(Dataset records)

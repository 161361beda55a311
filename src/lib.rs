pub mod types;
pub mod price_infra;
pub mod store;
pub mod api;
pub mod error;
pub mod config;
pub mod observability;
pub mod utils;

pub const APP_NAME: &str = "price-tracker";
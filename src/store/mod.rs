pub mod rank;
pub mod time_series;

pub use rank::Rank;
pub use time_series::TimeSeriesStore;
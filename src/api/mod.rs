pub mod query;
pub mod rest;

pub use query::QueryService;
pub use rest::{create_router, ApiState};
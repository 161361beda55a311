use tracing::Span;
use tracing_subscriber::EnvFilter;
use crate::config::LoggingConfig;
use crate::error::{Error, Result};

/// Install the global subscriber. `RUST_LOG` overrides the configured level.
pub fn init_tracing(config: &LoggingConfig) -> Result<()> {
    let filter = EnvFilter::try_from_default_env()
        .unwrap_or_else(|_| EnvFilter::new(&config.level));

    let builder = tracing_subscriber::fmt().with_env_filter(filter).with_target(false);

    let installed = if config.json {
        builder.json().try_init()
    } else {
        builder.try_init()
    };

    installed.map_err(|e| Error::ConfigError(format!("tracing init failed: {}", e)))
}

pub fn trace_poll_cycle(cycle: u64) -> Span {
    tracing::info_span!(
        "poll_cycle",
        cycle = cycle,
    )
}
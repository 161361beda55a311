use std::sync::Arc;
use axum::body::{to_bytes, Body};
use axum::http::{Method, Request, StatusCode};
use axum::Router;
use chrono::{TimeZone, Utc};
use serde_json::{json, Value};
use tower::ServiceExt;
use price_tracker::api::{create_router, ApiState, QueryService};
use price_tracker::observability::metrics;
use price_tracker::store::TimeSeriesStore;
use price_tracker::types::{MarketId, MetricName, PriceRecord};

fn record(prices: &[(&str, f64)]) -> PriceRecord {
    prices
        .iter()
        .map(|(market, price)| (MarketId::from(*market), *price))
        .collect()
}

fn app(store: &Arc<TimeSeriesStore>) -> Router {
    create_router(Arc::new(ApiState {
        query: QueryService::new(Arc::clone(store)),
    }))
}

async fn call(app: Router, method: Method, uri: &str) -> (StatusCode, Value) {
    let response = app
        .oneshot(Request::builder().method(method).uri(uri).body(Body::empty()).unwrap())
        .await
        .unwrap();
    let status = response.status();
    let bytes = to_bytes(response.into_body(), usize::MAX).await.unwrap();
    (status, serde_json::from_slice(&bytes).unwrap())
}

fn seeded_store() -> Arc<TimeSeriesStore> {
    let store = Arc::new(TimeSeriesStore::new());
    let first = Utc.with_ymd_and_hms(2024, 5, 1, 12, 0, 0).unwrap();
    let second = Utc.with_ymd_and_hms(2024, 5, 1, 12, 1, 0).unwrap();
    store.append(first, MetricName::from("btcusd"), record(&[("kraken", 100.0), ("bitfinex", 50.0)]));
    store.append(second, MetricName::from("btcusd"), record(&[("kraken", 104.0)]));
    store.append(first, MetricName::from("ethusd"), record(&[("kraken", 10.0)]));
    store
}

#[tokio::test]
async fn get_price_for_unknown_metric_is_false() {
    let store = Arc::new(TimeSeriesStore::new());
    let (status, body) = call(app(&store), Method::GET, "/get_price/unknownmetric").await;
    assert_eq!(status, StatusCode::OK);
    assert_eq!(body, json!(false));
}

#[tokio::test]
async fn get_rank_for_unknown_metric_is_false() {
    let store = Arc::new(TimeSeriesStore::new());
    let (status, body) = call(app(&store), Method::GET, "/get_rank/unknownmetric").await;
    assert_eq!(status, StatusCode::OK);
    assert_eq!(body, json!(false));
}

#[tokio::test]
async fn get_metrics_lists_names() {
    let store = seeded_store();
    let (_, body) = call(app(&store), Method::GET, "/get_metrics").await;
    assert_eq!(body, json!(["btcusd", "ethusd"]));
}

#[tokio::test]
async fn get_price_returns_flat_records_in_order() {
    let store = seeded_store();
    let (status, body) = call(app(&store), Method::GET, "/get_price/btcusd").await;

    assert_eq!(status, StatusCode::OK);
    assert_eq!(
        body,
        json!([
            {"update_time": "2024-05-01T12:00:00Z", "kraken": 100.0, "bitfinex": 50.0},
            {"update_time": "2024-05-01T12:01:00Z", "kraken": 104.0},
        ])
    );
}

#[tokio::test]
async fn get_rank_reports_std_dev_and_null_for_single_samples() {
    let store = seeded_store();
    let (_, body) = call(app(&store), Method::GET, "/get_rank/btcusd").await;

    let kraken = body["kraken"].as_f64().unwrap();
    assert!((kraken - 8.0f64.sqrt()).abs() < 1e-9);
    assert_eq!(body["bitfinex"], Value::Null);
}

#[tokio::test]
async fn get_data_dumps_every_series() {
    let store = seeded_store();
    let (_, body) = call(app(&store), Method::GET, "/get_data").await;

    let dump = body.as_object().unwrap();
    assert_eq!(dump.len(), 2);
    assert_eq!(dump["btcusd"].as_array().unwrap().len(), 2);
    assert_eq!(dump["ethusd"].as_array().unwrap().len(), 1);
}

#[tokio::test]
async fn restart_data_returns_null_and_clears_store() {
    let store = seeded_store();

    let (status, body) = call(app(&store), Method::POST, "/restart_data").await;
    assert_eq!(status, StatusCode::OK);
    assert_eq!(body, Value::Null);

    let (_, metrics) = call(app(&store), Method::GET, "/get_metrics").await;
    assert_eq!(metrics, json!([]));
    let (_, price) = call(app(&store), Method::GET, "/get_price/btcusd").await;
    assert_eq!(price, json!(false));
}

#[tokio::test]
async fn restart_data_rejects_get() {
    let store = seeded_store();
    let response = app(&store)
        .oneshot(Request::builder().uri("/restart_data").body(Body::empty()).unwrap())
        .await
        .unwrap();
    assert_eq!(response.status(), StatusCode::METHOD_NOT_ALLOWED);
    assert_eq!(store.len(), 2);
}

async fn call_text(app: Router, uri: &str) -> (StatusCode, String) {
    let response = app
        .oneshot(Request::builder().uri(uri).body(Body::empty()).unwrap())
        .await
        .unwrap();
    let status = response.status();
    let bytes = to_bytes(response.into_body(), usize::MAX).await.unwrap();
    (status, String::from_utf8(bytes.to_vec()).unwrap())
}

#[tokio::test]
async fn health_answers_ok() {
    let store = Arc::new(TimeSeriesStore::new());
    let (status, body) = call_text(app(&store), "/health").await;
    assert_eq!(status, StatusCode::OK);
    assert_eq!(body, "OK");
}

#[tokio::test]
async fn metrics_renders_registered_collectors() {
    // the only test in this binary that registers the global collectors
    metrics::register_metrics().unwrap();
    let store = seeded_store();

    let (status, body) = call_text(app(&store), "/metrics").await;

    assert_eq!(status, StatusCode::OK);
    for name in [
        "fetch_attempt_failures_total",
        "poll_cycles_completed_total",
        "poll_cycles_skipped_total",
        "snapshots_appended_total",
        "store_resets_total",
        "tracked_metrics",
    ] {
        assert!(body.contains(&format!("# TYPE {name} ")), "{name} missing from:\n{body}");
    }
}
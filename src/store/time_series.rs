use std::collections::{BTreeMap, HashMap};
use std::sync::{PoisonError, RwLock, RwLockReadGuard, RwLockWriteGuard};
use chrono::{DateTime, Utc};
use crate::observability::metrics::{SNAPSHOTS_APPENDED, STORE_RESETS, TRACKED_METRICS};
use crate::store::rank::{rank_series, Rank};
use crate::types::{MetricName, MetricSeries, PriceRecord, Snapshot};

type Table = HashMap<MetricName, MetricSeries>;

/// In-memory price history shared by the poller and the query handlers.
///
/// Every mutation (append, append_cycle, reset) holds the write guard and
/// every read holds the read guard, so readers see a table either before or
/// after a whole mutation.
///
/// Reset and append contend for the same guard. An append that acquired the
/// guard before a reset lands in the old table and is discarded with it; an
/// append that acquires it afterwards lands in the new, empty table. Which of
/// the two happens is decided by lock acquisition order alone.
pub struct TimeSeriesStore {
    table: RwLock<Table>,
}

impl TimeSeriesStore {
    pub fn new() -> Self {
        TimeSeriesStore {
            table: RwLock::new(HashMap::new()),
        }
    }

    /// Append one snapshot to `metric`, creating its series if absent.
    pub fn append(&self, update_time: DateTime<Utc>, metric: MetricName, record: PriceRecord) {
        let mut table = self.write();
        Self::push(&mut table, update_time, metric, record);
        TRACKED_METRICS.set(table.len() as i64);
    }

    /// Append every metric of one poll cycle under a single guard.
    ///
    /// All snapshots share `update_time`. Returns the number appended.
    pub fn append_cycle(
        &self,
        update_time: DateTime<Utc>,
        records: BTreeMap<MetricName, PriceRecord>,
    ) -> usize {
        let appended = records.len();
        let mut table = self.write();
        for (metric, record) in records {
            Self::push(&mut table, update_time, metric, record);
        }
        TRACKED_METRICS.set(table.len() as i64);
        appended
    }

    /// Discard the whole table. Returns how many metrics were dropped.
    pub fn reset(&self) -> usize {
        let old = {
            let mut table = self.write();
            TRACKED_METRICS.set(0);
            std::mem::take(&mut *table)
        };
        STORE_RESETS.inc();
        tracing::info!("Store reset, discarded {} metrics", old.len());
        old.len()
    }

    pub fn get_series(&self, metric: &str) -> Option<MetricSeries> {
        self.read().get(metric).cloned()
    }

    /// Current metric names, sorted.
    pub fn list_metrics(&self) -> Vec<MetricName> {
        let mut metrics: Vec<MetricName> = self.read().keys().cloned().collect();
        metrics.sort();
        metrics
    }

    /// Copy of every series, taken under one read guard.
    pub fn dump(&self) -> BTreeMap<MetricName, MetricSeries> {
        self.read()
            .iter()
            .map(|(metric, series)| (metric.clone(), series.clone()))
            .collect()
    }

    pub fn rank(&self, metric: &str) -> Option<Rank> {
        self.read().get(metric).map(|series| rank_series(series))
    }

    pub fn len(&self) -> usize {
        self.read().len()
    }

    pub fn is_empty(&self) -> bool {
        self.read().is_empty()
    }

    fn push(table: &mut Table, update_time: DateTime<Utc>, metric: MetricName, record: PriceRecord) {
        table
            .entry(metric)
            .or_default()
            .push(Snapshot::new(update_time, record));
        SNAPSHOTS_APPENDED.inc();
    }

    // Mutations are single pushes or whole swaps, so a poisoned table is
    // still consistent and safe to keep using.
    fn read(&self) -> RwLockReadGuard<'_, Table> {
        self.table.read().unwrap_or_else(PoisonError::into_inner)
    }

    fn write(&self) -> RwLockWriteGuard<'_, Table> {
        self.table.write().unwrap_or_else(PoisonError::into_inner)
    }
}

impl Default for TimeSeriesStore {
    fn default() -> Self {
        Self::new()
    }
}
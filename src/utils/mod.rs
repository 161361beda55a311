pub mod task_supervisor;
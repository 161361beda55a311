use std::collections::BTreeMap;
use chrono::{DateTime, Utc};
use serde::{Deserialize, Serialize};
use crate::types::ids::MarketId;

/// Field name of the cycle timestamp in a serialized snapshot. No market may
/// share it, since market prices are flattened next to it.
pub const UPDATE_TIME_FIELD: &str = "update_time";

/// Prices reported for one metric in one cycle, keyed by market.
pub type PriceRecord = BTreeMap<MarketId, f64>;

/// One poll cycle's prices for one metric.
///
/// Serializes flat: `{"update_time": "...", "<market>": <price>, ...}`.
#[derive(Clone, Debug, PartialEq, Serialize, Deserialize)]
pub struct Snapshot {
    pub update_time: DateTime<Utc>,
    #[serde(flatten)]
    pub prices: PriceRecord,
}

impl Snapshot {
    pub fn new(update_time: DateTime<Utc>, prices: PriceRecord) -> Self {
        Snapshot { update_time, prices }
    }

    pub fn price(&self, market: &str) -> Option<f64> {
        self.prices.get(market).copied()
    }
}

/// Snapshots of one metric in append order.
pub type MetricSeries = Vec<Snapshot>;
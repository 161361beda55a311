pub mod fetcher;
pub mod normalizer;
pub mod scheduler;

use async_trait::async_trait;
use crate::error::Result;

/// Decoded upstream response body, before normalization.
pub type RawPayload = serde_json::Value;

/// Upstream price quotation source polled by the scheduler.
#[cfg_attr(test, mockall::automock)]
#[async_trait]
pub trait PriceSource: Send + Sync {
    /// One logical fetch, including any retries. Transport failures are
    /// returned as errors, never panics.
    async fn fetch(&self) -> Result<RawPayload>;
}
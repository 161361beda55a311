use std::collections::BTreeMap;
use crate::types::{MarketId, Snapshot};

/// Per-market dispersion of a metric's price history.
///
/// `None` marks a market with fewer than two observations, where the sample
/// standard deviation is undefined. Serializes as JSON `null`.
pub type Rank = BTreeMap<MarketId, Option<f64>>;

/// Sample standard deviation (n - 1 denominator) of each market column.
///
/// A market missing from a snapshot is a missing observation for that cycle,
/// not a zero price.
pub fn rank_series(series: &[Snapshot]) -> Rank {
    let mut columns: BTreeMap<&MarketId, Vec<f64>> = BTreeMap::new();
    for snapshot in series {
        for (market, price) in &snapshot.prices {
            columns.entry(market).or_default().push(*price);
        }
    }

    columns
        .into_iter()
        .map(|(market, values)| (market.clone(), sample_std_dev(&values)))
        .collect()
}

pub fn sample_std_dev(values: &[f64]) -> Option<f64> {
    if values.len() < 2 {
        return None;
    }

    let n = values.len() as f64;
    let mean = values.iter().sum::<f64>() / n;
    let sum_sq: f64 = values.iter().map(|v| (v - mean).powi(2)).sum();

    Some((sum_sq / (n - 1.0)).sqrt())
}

- Brief
Would you print exactly the lines from the first line of the entries above through the line that has "filename src/store/mod.rs", both included, and stop there?

- Response below
repository 161361beda55a311
filename src/lib.rs
pub mod types;
pub mod price_infra;
pub mod store;
pub mod api;
pub mod error;
pub mod config;
pub mod observability;
pub mod utils;

pub const APP_NAME: &str = "price-tracker";
filename src/store/mod.rs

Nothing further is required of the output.